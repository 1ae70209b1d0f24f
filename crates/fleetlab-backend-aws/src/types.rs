//! Shapes of the aws CLI JSON output
//!
//! Only the fields fleetlab reads are declared; everything else is ignored.

use serde::{Deserialize, Serialize};
use std::collections::BTreeMap;

#[derive(Debug, Clone, PartialEq, Eq, Serialize, Deserialize)]
#[serde(rename_all = "PascalCase")]
pub struct Tag {
    pub key: String,
    pub value: String,
}

/// Tag list as a map
pub fn tag_map(tags: &[Tag]) -> BTreeMap<String, String> {
    tags.iter()
        .map(|t| (t.key.clone(), t.value.clone()))
        .collect()
}

/// Tag map as the list the CLI accepts
pub fn tag_list(tags: &BTreeMap<String, String>) -> Vec<Tag> {
    tags.iter()
        .map(|(k, v)| Tag {
            key: k.clone(),
            value: v.clone(),
        })
        .collect()
}

#[derive(Debug, Clone, Default, Deserialize)]
#[serde(rename_all = "PascalCase")]
pub struct DescribeInstances {
    #[serde(default)]
    pub reservations: Vec<Reservation>,
}

#[derive(Debug, Clone, Default, Deserialize)]
#[serde(rename_all = "PascalCase")]
pub struct Reservation {
    #[serde(default)]
    pub instances: Vec<Instance>,
}

#[derive(Debug, Clone, Default, Deserialize)]
#[serde(rename_all = "PascalCase")]
pub struct RunInstances {
    #[serde(default)]
    pub instances: Vec<Instance>,
}

#[derive(Debug, Clone, Default, Deserialize)]
#[serde(rename_all = "PascalCase")]
pub struct Instance {
    pub instance_id: String,
    pub instance_type: Option<String>,
    pub state: Option<InstanceState>,
    pub private_ip_address: Option<String>,
    pub public_ip_address: Option<String>,
    pub placement: Option<Placement>,
    pub architecture: Option<String>,
    pub instance_lifecycle: Option<String>,
    pub ami_launch_index: Option<u32>,
    #[serde(default)]
    pub security_groups: Vec<GroupIdentifier>,
    #[serde(default)]
    pub tags: Vec<Tag>,
}

impl Instance {
    pub fn state_name(&self) -> &str {
        self.state.as_ref().map(|s| s.name.as_str()).unwrap_or("")
    }
}

#[derive(Debug, Clone, Default, Deserialize)]
#[serde(rename_all = "PascalCase")]
pub struct InstanceState {
    pub name: String,
}

#[derive(Debug, Clone, Default, Deserialize)]
#[serde(rename_all = "PascalCase")]
pub struct Placement {
    pub availability_zone: Option<String>,
}

#[derive(Debug, Clone, Default, Deserialize)]
#[serde(rename_all = "PascalCase")]
pub struct GroupIdentifier {
    pub group_id: Option<String>,
    pub group_name: Option<String>,
}

#[derive(Debug, Clone, Default, Deserialize)]
#[serde(rename_all = "PascalCase")]
pub struct DescribeImages {
    #[serde(default)]
    pub images: Vec<Image>,
}

#[derive(Debug, Clone, Default, Deserialize)]
#[serde(rename_all = "PascalCase")]
pub struct Image {
    pub image_id: String,
    pub name: Option<String>,
    pub state: Option<String>,
    pub creation_date: Option<String>,
    pub architecture: Option<String>,
    #[serde(default)]
    pub block_device_mappings: Vec<BlockDeviceMapping>,
    #[serde(default)]
    pub tags: Vec<Tag>,
}

#[derive(Debug, Clone, Default, Deserialize)]
#[serde(rename_all = "PascalCase")]
pub struct BlockDeviceMapping {
    pub device_name: Option<String>,
    pub ebs: Option<Ebs>,
}

#[derive(Debug, Clone, Default, Deserialize)]
#[serde(rename_all = "PascalCase")]
pub struct Ebs {
    pub snapshot_id: Option<String>,
    pub volume_size: Option<u64>,
}

#[derive(Debug, Clone, Default, Deserialize)]
#[serde(rename_all = "PascalCase")]
pub struct CreateImage {
    pub image_id: String,
}

#[derive(Debug, Clone, Default, Deserialize)]
#[serde(rename_all = "PascalCase")]
pub struct DescribeSecurityGroups {
    #[serde(default)]
    pub security_groups: Vec<SecurityGroup>,
}

#[derive(Debug, Clone, Default, Deserialize)]
#[serde(rename_all = "PascalCase")]
pub struct SecurityGroup {
    pub group_id: String,
    pub group_name: String,
    #[serde(default)]
    pub description: String,
    pub vpc_id: Option<String>,
    #[serde(default)]
    pub ip_permissions: Vec<IpPermission>,
    #[serde(default)]
    pub tags: Vec<Tag>,
}

#[derive(Debug, Clone, Default, PartialEq, Serialize, Deserialize)]
#[serde(rename_all = "PascalCase")]
pub struct IpPermission {
    pub ip_protocol: String,
    #[serde(skip_serializing_if = "Option::is_none")]
    pub from_port: Option<i32>,
    #[serde(skip_serializing_if = "Option::is_none")]
    pub to_port: Option<i32>,
    #[serde(default)]
    pub ip_ranges: Vec<IpRange>,
}

#[derive(Debug, Clone, Default, PartialEq, Serialize, Deserialize)]
#[serde(rename_all = "PascalCase")]
pub struct IpRange {
    pub cidr_ip: String,
}

#[derive(Debug, Clone, Default, Deserialize)]
#[serde(rename_all = "PascalCase")]
pub struct CreateSecurityGroup {
    pub group_id: String,
}

#[derive(Debug, Clone, Default, Deserialize)]
#[serde(rename_all = "PascalCase")]
pub struct DescribeSubnets {
    #[serde(default)]
    pub subnets: Vec<AwsSubnet>,
}

#[derive(Debug, Clone, Default, Deserialize)]
#[serde(rename_all = "PascalCase")]
pub struct AwsSubnet {
    pub subnet_id: String,
    pub vpc_id: String,
    pub cidr_block: String,
    pub availability_zone: String,
    #[serde(default)]
    pub default_for_az: bool,
    #[serde(default)]
    pub map_public_ip_on_launch: bool,
    #[serde(default)]
    pub tags: Vec<Tag>,
}

#[derive(Debug, Clone, Default, Deserialize)]
#[serde(rename_all = "PascalCase")]
pub struct DescribeVpcs {
    #[serde(default)]
    pub vpcs: Vec<Vpc>,
}

#[derive(Debug, Clone, Default, Deserialize)]
#[serde(rename_all = "PascalCase")]
pub struct Vpc {
    pub vpc_id: String,
    pub cidr_block: String,
    #[serde(default)]
    pub tags: Vec<Tag>,
}

#[derive(Debug, Clone, Default, Deserialize)]
#[serde(rename_all = "PascalCase")]
pub struct DescribeInstanceTypes {
    #[serde(default)]
    pub instance_types: Vec<InstanceTypeInfo>,
}

#[derive(Debug, Clone, Default, Deserialize)]
#[serde(rename_all = "PascalCase")]
pub struct InstanceTypeInfo {
    pub instance_type: String,
    pub processor_info: Option<ProcessorInfo>,
}

#[derive(Debug, Clone, Default, Deserialize)]
#[serde(rename_all = "PascalCase")]
pub struct ProcessorInfo {
    #[serde(default)]
    pub supported_architectures: Vec<String>,
}

#[derive(Debug, Clone, Default, Deserialize)]
#[serde(rename_all = "PascalCase")]
pub struct KeyPair {
    pub key_name: String,
    pub key_material: String,
}

#[derive(Debug, Clone, Default, Deserialize)]
#[serde(rename_all = "PascalCase")]
pub struct DescribeFileSystems {
    #[serde(default)]
    pub file_systems: Vec<FileSystem>,
}

#[derive(Debug, Clone, Default, Deserialize)]
#[serde(rename_all = "PascalCase")]
pub struct FileSystem {
    pub file_system_id: String,
    pub name: Option<String>,
    pub creation_time: Option<String>,
    pub life_cycle_state: Option<String>,
    pub availability_zone_name: Option<String>,
    pub size_in_bytes: Option<FileSystemSize>,
    #[serde(default)]
    pub tags: Vec<Tag>,
}

#[derive(Debug, Clone, Default, Deserialize)]
#[serde(rename_all = "PascalCase")]
pub struct FileSystemSize {
    pub value: u64,
}

#[derive(Debug, Clone, Default, Deserialize)]
#[serde(rename_all = "PascalCase")]
pub struct DescribeMountTargets {
    #[serde(default)]
    pub mount_targets: Vec<MountTarget>,
}

#[derive(Debug, Clone, Default, Deserialize)]
#[serde(rename_all = "PascalCase")]
pub struct MountTarget {
    pub mount_target_id: String,
    pub subnet_id: Option<String>,
    pub ip_address: Option<String>,
}

#[derive(Debug, Clone, Default, Deserialize)]
#[serde(rename_all = "PascalCase")]
pub struct CallerIdentity {
    pub account: String,
}

#[derive(Debug, Clone, Default, Deserialize)]
#[serde(rename_all = "PascalCase")]
pub struct RoleResponse {
    pub role: Role,
}

#[derive(Debug, Clone, Default, Deserialize)]
#[serde(rename_all = "PascalCase")]
pub struct Role {
    pub role_name: String,
    pub arn: String,
}

#[derive(Debug, Clone, Default, Deserialize)]
#[serde(rename_all = "PascalCase")]
pub struct FunctionResponse {
    pub function_arn: String,
    pub role: Option<String>,
}

#[derive(Debug, Clone, Default, Deserialize)]
#[serde(rename_all = "PascalCase")]
pub struct GetFunction {
    pub configuration: FunctionResponse,
}

#[derive(Debug, Clone, Default, Serialize, Deserialize)]
#[serde(rename_all = "PascalCase")]
pub struct Schedule {
    pub name: String,
    pub schedule_expression: String,
    pub target: ScheduleTarget,
}

#[derive(Debug, Clone, Default, PartialEq, Serialize, Deserialize)]
#[serde(rename_all = "PascalCase")]
pub struct ScheduleTarget {
    pub arn: String,
    pub role_arn: String,
}

#[derive(Debug, Clone, Default, Deserialize)]
#[serde(rename_all = "PascalCase")]
pub struct SsmParameter {
    pub parameter: SsmValue,
}

#[derive(Debug, Clone, Default, Deserialize)]
#[serde(rename_all = "PascalCase")]
pub struct SsmValue {
    pub value: String,
}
::::::
Going through the material above, tally the lines holding "fleetlab" and give the number alone.

2